Cultures of the (masked) face
Keywords:face, form of life, mask, semiotics, visage
What we generally regard as ‘the face’ should be semiotically understood not as something given and monolithic, but rather stratified – it is at least threefold: biological (face), physiognomic (expression), perceivable (visage) – and relational as it has to be put within a narrative in order to make sense. The face lies at the centre of a whole semiotic system, the form of life, revolving around the issue of identity (which the face – the visage, to be precise – embodies and still does not resolve). What we may call ‘the natural face’ is not, as common sense would suggest, the precondition of the ‘culturalized’ one (featured with modifications ranging from make-up and proper masks to surgery), but rather just one of the possible semiotic masks a person may choose to wear. At the same time, the mask does not have to be reduced to a deceptive device only (nor to be meant merely as a material object), being in fact at the centre of a more complex axiology.
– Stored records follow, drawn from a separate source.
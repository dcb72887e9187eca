// SPDX-License-Identifier: MIT
// Copyright (c) 2026 Alfred Jean LLC

//! Input discovery with gitignore support.
//!
//! Explicit file arguments are taken as-is; directories are walked with
//! the `ignore` crate, respecting `.gitignore`, exclude globs and a depth
//! limit.

use std::path::{Path, PathBuf};

use ignore::WalkBuilder;
use ignore::overrides::OverrideBuilder;

use crate::config::WalkConfig;
use crate::error::{Error, Result};

/// Directories never worth searching.
pub(crate) const SKIP_DIRECTORIES: &[&str] = &["node_modules", ".git"];

/// Helper to check if an ignore::Error is a symlink loop error.
fn is_loop_error(err: &ignore::Error) -> bool {
    match err {
        ignore::Error::Loop { .. } => true,
        ignore::Error::WithPath { err, .. } => is_loop_error(err),
        ignore::Error::WithDepth { err, .. } => is_loop_error(err),
        ignore::Error::WithLineNumber { err, .. } => is_loop_error(err),
        _ => false,
    }
}

/// Walker configuration.
#[derive(Debug, Clone)]
pub struct WalkerConfig {
    /// Maximum directory depth.
    pub max_depth: Option<usize>,

    /// Exclude globs (walker-level: prevents I/O on subtrees).
    pub exclude_patterns: Vec<String>,

    /// Whether to respect gitignore files.
    pub git_ignore: bool,

    /// Whether to skip hidden files.
    pub hidden: bool,
}

impl Default for WalkerConfig {
    fn default() -> Self {
        WalkerConfig::from(&WalkConfig::default())
    }
}

impl From<&WalkConfig> for WalkerConfig {
    fn from(config: &WalkConfig) -> Self {
        Self {
            max_depth: Some(config.max_depth),
            exclude_patterns: config.exclude.clone(),
            git_ignore: config.git_ignore,
            hidden: !config.hidden,
        }
    }
}

/// Collects the files a command should read.
pub struct FileWalker {
    config: WalkerConfig,
}

impl FileWalker {
    pub fn new(config: WalkerConfig) -> Self {
        Self { config }
    }

    /// Expand paths into a list of files.
    ///
    /// Files named explicitly are always kept. Directory contents are
    /// sorted per root so output order is stable.
    pub fn collect(&self, paths: &[PathBuf]) -> Result<Vec<PathBuf>> {
        let mut files = Vec::new();
        for path in paths {
            if path.is_dir() {
                files.extend(self.walk(path)?);
            } else if path.exists() {
                files.push(path.clone());
            } else {
                return Err(Error::Io {
                    path: path.clone(),
                    source: std::io::Error::new(std::io::ErrorKind::NotFound, "no such file or directory"),
                });
            }
        }
        tracing::debug!("collected {} input file(s)", files.len());
        Ok(files)
    }

    fn walk(&self, root: &Path) -> Result<Vec<PathBuf>> {
        let mut builder = WalkBuilder::new(root);
        builder
            .hidden(self.config.hidden)
            .git_ignore(self.config.git_ignore)
            .git_exclude(self.config.git_ignore)
            .git_global(self.config.git_ignore)
            .require_git(false)
            .follow_links(true)
            .max_depth(self.config.max_depth);

        // Override globs without `!` whitelist; with `!` they exclude.
        if !self.config.exclude_patterns.is_empty() {
            let mut overrides = OverrideBuilder::new(root);
            for pattern in &self.config.exclude_patterns {
                overrides.add(&format!("!{}", pattern)).map_err(|e| Error::Walk {
                    message: format!("invalid exclude pattern '{}': {}", pattern, e),
                })?;
            }
            let overrides = overrides.build().map_err(|e| Error::Walk {
                message: e.to_string(),
            })?;
            builder.overrides(overrides);
        }

        builder.filter_entry(|entry| {
            !entry.file_type().is_some_and(|t| t.is_dir())
                || !entry
                    .file_name()
                    .to_str()
                    .is_some_and(|name| SKIP_DIRECTORIES.contains(&name))
        });

        let mut files = Vec::new();
        for entry in builder.build() {
            match entry {
                Ok(entry) => {
                    if entry.file_type().is_some_and(|t| t.is_file()) {
                        files.push(entry.into_path());
                    }
                }
                Err(err) if is_loop_error(&err) => {
                    tracing::warn!("Symlink loop detected: {}", err);
                }
                Err(err) => {
                    tracing::warn!("Walk error: {}", err);
                }
            }
        }
        files.sort();
        Ok(files)
    }
}

#[cfg(test)]
#[path = "walker_tests.rs"]
mod tests;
The classic veridictory square articulating the opposition between Being and Seeming may provide a suitable model for the semiotic square of ‘visageness’, so that we would have: Face, Disguise (the place of the mask proper), Fake, Anonymity. Based on these theoretical premises, the paper finally addresses popular music and outlines a provisional map of the pragmatics of the mask (subtractive vs. additive, ritualistic vs. continuous, material vs. virtual, mask as face vs. face as mask), as a suggestion for further studies.